- Relator(a)
- Ministro Ribeiro Dantas
- Órgão julgador
- Quinta Turma
- Data do julgamento
- 09/11/2021
- Data de publicação
- 16/11/2021
STJ – Acórdão, Rel. Ministro Ribeiro Dantas, Quinta Turma, j. 09/11/2021, p. 16/11/2021
PROCESSO PENAL. AGRAVO REGIMENTAL NO HABEAS CORPUS. TRÁFICO DE DROGAS E POSSE DE ARMA DE FOGO DE USO PERMITIDO. PRISÃO PREVENTIVA. REITERAÇÃO DELITIVA DO AGENTE. RAZOÁVEL PERICULOSIDADE SOCIAL DAS CONDUTAS. SUFICIÊNCIA NA APLICAÇÃO DE MEDIDAS ALTERNATIVAS PARA O ACAUTELAMENTO DO MEIO SOCIAL. RECURSO MINISTERIAL NÃO PROVIDO. 1. A prisão preventiva, nos termos do art. 312 do CPP, poderá ser decretada para garantia da ordem pública, da ordem econômica, por conveniência da instrução criminal ou para assegurar a aplicação da lei penal, desde que presentes prova da existência do crime e indícios suficientes de autoria. 2. Hipótese em que o decreto preventivo está motivado na gravidade da conduta delitiva (apreensão de droga e arma de fogo) e na reiterada conduta criminosa do agente (registro de condenação não definitiva por tráfico de drogas).

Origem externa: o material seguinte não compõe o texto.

use artfetch::cli::{init_logging, Cli};
use artfetch::config::{load_config, resolve_ascii_dir};
use artfetch::{display, gather_info, select_art_system, ArtRepository, InfoRecord, PlatformContext};
use clap::Parser;
use std::io::{self, Write};
use std::panic::{self, AssertUnwindSafe};
use tracing::{debug, error};

fn main() {
    let cli = Cli::parse();
    init_logging(cli.verbose);

    let config = load_config(cli.config.as_deref());
    let repo = ArtRepository::new(resolve_ascii_dir(cli.ascii_dir.as_deref(), &config));

    let stdout = io::stdout();
    let mut out = stdout.lock();

    if cli.list_systems {
        for system in repo.list_available_systems() {
            if writeln!(out, "{}", system).is_err() {
                break;
            }
        }
        return;
    }

    let ctx = PlatformContext::detect();
    debug!(platform = %ctx.platform, arch = %ctx.arch, "detected platform");

    let mut info = panic::catch_unwind(AssertUnwindSafe(|| gather_info(&ctx))).unwrap_or_else(|_| {
        error!("gathering system information panicked, showing an empty report");
        InfoRecord::unknown(&ctx)
    });

    if let Some(name) = cli.name.as_deref().map(str::trim).filter(|name| !name.is_empty()) {
        info.hostname = name.to_string();
    }

    let system = select_art_system(cli.system.as_deref(), &info, &ctx, &repo);
    debug!(system = %system, dir = %repo.dir().display(), "selected art");
    let art = repo.get_art(&system);

    for line in display::render(&info, &art, &config, &ctx) {
        if let Err(err) = writeln!(out, "{}", line) {
            debug!(error = %err, "stdout closed");
            break;
        }
    }
    let _ = write!(out, "\x1b[0m");
    let _ = out.flush();
}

Todavia, sendo a conduta atribuída ao paciente de razoável periculosidade social - apreensão de 2g de maconha e de arma de fogo de uso permitido -, aliada ao fato de que ainda é tecnicamente primário, a substituição da prisão preventiva por outras medidas cautelares do art. 319 do CPP se mostra suficiente ao acautelamento do meio social, dada a previsão da custódia preventiva como ultima ratio. 3. A pena cominada no preceito secundário para o delito de posse de arma de uso permitido torna desproporcional a medida prisional preventiva, sobretudo quando considerado que o crime foi praticado sem violência ou grave ameaça. 4. Agravo regimental não provido. (AgRg no HC n. 699.454/PR, relator Ministro Ribeiro Dantas, Quinta Turma, julgado em 9/11/2021, DJe de 16/11/2021.)